▸ Instructions for the task
Could you return every record below exactly as it is written?

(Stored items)
*** Begin section ***

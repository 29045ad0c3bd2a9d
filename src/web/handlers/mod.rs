//! Request handlers for the Web API.

pub mod auth;
pub mod reservation;

pub use auth::AppState;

*** End section ***

▸ Your response
repository 29045ad0c3bd2a9d
filename src/web/handlers/mod.rs
//! Request handlers for the Web API.

pub mod auth;
pub mod reservation;

pub use auth::AppState;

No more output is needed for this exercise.